High-resolution genome-wide analysis identified recurrent genetic alterations in NK/T-cell lymphoma, nasal type, which are associated with disease progression

Extranodal NK/T-cell lymphoma, nasal type (NK/TCL), is a highly aggressive disease. It occurs predominantly in adult male patients and most frequently involves the upper aerodigestive tract [1]. This disease shows ethnic predilection with a higher incidence in Asians, Mexicans, and South Americans. It accounts for 6.9 % of all non-Hodgkin lymphomas (NHLs) and 28.2 % of T- and NK-cell neoplasms in the Chinese population [2].

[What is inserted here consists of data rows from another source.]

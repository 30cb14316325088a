//! HTTP server exposing the token exchange gateway.

// std
use std::sync::Arc;
// self
use token_exchange::{
	config::GatewayConfig,
	error::Result,
	gateway::{EnvKeySource, ExchangeGateway},
	http, obs,
};

#[tokio::main]
async fn main() -> Result<()> {
	obs::init_subscriber();

	let config = GatewayConfig::from_env()?;
	let gateway = ExchangeGateway::from_config(&config, Arc::new(EnvKeySource::from_process()));

	tracing::info!(
		token_ttl_secs = config.token_ttl.whole_seconds(),
		rate_window_secs = config.rate_policy.window.whole_seconds(),
		rate_quota = config.rate_policy.quota,
		trust_forwarded_for = config.trust_forwarded_for,
		"starting token exchange"
	);

	http::serve(&config, gateway).await
}
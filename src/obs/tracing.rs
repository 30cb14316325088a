// self
use crate::{_prelude::*, obs::Operation};

/// A span builder used around vault, limiter, and gateway operations.
#[derive(Clone, Debug)]
pub struct OperationSpan {
	#[cfg(feature = "tracing")]
	span: tracing::Span,
}
impl OperationSpan {
	/// Creates a new span tagged with the provided operation + stage.
	pub fn new(op: Operation, stage: &'static str) -> Self {
		#[cfg(feature = "tracing")]
		{
			let span = tracing::debug_span!("token_exchange.op", op = op.as_str(), stage);

			Self { span }
		}
		#[cfg(not(feature = "tracing"))]
		{
			let _ = (op, stage);

			Self {}
		}
	}

	/// Enters the span for the rest of the current scope.
	pub fn entered(self) -> OperationSpanGuard {
		#[cfg(feature = "tracing")]
		{
			OperationSpanGuard { guard: self.span.entered() }
		}
		#[cfg(not(feature = "tracing"))]
		{
			let _ = self;

			OperationSpanGuard {}
		}
	}
}

/// RAII guard returned by [`OperationSpan::entered`].
pub struct OperationSpanGuard {
	#[cfg(feature = "tracing")]
	#[allow(dead_code)]
	guard: tracing::span::EnteredSpan,
}
impl Debug for OperationSpanGuard {
	fn fmt(&self, f: &mut Formatter) -> FmtResult {
		f.write_str("OperationSpanGuard(..)")
	}
}

/// Installs a `tracing-subscriber` formatter filtered by `RUST_LOG` (default `info`).
///
/// Returns `false` when a global subscriber was already installed.
#[cfg(feature = "server")]
pub fn init_subscriber() -> bool {
	use tracing_subscriber::EnvFilter;

	let filter = EnvFilter::try_from_default_env().unwrap_or_else(|_| EnvFilter::new("info"));

	tracing_subscriber::fmt().with_env_filter(filter).try_init().is_ok()
}
// self
use crate::obs::{Operation, Outcome};

/// Records an operation outcome via the global metrics recorder (when enabled).
pub fn record_outcome(op: Operation, outcome: Outcome) {
	#[cfg(feature = "metrics")]
	{
		metrics::counter!(
			"token_exchange_operation_total",
			"op" => op.as_str(),
			"outcome" => outcome.as_str()
		)
		.increment(1);
	}

	#[cfg(not(feature = "metrics"))]
	{
		let _ = (op, outcome);
	}
}
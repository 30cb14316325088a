//! Opaque session tokens issued by the vault.

// crates.io
use base64::{Engine as _, engine::general_purpose::URL_SAFE_NO_PAD};
use rand::{TryRngCore, rngs::OsRng};
use sha2::{Digest, Sha256};
// self
use crate::_prelude::*;

/// Number of random bytes behind each token (256 bits).
pub const TOKEN_ENTROPY_BYTES: usize = 32;

const FINGERPRINT_BYTES: usize = 6;

/// Random, unguessable identifier exchanged for the API key while it is valid.
///
/// Tokens are URL-safe base64 without padding. `Debug` and `Display` only print a
/// [fingerprint](SessionToken::fingerprint) so tokens never land in logs verbatim.
#[derive(Clone, PartialEq, Eq, Hash)]
pub struct SessionToken(String);
impl SessionToken {
	/// Draws a fresh token from the operating system CSPRNG.
	pub fn generate() -> Result<Self> {
		let mut bytes = [0_u8; TOKEN_ENTROPY_BYTES];

		OsRng.try_fill_bytes(&mut bytes).map_err(|e| Error::Entropy { message: e.to_string() })?;

		Ok(Self(URL_SAFE_NO_PAD.encode(bytes)))
	}

	/// Returns the wire representation handed to clients.
	pub fn expose(&self) -> &str {
		&self.0
	}

	/// Consumes the token and returns its wire representation.
	pub fn into_inner(self) -> String {
		self.0
	}

	/// Short label derived from a SHA-256 digest of the token, safe to log and correlate.
	pub fn fingerprint(&self) -> String {
		fingerprint(&self.0)
	}
}
impl Borrow<str> for SessionToken {
	fn borrow(&self) -> &str {
		&self.0
	}
}
impl Debug for SessionToken {
	fn fmt(&self, f: &mut Formatter) -> FmtResult {
		f.debug_tuple("SessionToken").field(&self.fingerprint()).finish()
	}
}
impl Display for SessionToken {
	fn fmt(&self, f: &mut Formatter) -> FmtResult {
		f.write_str(&self.fingerprint())
	}
}

/// Fingerprints an arbitrary presented token string the same way [`SessionToken`] does.
pub fn fingerprint(raw: &str) -> String {
	let digest = Sha256::digest(raw.as_bytes());

	URL_SAFE_NO_PAD.encode(&digest[..FINGERPRINT_BYTES])
}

A few studies have described the cytogenetic alterations based on limited numbers of fresh or frozen tissues, but no specific changes have been achieved [3‐7]. Recently, gene expression profiling studies and array comparative genomic hybridization (CGH) analyses revealed that NK/TCL showed frequent 2q gain and 6q16-25 loss [8‐11]. Potential candidate tumor-suppressor genes in the 6q16-25 include PRDM1, ATG5, AIM1, and HACE1 [8, 9]. However, molecular pathogenesis of NK/TCL remains unclear, likely due to the rarity of disease, the small biopsies, and the presence of abundant necrosis in the tumor. In this study, we performed array CGH analysis of 13 cases to define their genomic alteration patterns on formalin fixed and paraffin-embedded (FFPE) tissues. Recurrent genetic alterations were detected in NK/TCL cases. Our results may provide further insights into the genetic characteristics of NK/TCL.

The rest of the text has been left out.